#### SUPPLIED DATA:
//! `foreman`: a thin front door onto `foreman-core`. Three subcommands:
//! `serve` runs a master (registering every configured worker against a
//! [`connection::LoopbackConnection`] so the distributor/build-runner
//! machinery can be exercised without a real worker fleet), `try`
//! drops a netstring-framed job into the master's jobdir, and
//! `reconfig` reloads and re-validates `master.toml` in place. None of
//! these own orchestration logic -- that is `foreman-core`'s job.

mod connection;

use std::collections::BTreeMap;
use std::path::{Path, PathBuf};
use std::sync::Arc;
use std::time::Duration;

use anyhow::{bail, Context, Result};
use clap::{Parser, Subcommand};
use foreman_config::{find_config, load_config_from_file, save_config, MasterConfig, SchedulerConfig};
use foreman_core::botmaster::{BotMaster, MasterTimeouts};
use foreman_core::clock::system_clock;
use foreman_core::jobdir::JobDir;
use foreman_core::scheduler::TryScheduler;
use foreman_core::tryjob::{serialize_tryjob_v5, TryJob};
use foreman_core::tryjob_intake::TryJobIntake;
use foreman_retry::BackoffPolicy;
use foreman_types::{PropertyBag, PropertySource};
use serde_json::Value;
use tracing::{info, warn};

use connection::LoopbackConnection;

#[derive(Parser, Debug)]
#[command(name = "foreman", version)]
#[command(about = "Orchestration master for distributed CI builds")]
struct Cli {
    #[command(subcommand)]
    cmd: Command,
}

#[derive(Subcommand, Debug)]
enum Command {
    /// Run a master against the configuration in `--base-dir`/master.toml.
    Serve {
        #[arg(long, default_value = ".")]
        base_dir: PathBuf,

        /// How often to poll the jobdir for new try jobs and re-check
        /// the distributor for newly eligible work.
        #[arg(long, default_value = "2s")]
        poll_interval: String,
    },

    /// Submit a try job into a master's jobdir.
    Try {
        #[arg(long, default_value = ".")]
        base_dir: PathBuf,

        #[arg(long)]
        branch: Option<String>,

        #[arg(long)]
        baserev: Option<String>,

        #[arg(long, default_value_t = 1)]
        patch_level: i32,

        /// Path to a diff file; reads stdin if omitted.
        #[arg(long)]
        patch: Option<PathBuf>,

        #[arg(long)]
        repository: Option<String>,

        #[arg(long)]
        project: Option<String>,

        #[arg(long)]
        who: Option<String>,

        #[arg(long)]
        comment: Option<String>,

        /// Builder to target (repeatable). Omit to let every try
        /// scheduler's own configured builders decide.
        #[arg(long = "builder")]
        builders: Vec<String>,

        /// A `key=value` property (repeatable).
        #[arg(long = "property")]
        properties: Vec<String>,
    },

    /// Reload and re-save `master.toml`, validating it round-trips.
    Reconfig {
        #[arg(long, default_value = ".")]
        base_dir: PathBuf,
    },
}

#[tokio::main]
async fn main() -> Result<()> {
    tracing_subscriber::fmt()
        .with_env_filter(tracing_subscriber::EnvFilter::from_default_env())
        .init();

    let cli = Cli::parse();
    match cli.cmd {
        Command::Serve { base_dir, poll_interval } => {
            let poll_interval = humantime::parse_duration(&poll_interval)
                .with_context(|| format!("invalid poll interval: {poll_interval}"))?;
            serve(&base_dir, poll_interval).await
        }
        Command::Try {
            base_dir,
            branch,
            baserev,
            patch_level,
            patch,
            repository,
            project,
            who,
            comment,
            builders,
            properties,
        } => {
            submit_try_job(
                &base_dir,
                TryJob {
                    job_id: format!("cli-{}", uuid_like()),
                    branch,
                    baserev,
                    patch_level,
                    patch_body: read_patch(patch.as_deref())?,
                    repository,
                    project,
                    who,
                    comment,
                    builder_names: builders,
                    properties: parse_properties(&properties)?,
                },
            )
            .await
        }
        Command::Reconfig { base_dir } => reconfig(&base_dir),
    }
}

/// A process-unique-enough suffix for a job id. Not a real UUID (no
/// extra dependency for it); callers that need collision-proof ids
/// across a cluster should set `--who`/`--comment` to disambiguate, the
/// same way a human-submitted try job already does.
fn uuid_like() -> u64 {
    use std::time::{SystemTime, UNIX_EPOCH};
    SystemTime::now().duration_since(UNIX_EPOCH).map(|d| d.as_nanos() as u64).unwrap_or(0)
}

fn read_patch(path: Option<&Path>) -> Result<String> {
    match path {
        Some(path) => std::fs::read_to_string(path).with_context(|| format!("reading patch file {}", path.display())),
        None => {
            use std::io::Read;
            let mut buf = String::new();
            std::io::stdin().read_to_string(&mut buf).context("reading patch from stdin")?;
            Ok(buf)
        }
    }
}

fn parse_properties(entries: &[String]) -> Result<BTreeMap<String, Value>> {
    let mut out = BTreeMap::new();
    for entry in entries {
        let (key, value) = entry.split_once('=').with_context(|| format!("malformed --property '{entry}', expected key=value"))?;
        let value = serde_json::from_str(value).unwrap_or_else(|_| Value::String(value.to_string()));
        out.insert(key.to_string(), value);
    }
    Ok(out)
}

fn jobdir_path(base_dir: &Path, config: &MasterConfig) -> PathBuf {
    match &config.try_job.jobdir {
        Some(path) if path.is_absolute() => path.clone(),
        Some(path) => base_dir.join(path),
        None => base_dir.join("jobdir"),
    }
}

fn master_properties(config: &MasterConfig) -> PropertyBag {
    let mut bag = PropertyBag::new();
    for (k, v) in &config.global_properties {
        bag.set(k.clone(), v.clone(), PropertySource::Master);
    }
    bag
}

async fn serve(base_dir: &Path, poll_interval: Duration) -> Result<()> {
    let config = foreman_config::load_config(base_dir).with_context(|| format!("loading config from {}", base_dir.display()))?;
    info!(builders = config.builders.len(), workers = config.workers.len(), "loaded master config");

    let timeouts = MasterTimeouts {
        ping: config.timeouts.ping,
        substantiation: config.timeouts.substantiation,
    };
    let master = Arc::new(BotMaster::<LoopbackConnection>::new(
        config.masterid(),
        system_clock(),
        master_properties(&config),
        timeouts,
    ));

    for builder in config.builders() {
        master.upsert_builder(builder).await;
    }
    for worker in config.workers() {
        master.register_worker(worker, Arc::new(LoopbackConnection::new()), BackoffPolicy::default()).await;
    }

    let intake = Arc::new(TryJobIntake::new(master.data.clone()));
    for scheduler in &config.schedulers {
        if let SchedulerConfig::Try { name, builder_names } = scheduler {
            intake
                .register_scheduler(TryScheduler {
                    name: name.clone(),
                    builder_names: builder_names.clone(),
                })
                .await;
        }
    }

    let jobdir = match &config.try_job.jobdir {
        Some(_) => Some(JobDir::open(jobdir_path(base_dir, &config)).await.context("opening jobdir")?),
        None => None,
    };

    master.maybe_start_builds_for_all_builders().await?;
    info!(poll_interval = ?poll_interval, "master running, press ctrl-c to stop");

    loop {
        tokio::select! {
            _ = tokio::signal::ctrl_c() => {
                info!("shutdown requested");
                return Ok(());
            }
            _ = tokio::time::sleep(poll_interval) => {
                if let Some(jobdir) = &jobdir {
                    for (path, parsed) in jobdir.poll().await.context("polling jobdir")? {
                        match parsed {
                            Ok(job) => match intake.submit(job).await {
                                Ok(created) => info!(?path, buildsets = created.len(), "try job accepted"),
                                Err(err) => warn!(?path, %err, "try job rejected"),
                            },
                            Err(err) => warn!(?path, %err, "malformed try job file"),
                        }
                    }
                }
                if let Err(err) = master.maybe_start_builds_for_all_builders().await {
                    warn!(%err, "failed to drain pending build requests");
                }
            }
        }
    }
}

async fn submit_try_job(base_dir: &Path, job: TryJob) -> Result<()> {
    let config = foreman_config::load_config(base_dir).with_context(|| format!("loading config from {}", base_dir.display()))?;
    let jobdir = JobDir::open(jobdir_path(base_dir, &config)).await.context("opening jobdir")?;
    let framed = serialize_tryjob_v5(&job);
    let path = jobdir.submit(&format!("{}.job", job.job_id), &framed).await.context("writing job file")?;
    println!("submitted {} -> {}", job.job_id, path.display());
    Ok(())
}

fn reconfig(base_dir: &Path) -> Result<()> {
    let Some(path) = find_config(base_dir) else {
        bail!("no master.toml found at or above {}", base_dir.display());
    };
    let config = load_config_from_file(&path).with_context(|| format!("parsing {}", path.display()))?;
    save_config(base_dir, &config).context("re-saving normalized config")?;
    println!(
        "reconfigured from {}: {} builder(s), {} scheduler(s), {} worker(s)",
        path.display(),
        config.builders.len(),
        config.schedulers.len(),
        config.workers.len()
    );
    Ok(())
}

...

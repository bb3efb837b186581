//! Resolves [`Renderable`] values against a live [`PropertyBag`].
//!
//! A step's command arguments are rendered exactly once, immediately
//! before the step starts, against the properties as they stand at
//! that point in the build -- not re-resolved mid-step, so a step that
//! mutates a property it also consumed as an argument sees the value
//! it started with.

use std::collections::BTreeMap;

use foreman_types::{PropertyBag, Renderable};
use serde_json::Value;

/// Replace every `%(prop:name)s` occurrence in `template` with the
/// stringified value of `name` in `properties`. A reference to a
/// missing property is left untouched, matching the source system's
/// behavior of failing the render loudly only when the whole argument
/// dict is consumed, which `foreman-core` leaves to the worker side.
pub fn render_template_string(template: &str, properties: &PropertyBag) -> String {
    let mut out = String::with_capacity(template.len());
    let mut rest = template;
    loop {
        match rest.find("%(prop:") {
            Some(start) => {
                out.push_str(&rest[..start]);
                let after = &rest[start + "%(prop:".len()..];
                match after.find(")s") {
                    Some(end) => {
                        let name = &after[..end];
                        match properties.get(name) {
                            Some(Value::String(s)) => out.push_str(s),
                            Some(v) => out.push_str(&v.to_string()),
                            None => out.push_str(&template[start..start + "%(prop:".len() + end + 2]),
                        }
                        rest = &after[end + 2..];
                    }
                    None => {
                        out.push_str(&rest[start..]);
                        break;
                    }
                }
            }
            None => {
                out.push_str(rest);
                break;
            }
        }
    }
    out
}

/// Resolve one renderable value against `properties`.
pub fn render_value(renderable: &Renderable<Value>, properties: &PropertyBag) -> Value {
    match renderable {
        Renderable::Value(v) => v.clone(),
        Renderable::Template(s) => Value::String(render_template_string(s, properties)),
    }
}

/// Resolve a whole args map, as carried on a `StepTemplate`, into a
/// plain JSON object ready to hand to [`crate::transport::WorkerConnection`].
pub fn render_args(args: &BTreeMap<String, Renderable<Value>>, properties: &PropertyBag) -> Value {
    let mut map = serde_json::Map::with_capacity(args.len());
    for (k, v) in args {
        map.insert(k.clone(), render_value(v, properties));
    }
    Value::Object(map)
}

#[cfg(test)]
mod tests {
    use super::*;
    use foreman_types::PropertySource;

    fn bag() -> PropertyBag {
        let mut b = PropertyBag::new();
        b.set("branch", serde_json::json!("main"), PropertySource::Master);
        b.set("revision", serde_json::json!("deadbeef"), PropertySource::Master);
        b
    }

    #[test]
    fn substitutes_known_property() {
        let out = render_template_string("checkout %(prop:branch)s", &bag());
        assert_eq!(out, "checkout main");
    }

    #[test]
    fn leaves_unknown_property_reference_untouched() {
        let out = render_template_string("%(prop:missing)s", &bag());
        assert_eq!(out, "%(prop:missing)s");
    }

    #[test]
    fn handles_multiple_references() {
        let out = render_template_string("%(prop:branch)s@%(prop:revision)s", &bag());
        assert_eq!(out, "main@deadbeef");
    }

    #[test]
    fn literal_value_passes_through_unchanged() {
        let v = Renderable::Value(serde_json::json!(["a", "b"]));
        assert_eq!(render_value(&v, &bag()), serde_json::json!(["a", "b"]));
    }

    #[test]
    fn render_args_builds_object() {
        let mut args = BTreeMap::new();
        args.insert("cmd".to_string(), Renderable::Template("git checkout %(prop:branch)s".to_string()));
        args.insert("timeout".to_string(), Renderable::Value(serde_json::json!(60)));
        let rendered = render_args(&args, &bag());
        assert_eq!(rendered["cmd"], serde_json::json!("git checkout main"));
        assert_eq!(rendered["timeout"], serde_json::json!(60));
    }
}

#### TASK GOAL:
Set down only the lines above that fall between the line holding "a thin front" and the line holding "use foreman_core::tryjob_intake::TryJobIntake;", inclusive, keeping each exact.

#### TASK RESPONSE:
//! `foreman`: a thin front door onto `foreman-core`. Three subcommands:
//! `serve` runs a master (registering every configured worker against a
//! [`connection::LoopbackConnection`] so the distributor/build-runner
//! machinery can be exercised without a real worker fleet), `try`
//! drops a netstring-framed job into the master's jobdir, and
//! `reconfig` reloads and re-validates `master.toml` in place. None of
//! these own orchestration logic -- that is `foreman-core`'s job.

mod connection;

use std::collections::BTreeMap;
use std::path::{Path, PathBuf};
use std::sync::Arc;
use std::time::Duration;

use anyhow::{bail, Context, Result};
use clap::{Parser, Subcommand};
use foreman_config::{find_config, load_config_from_file, save_config, MasterConfig, SchedulerConfig};
use foreman_core::botmaster::{BotMaster, MasterTimeouts};
use foreman_core::clock::system_clock;
use foreman_core::jobdir::JobDir;
use foreman_core::scheduler::TryScheduler;
use foreman_core::tryjob::{serialize_tryjob_v5, TryJob};
use foreman_core::tryjob_intake::TryJobIntake;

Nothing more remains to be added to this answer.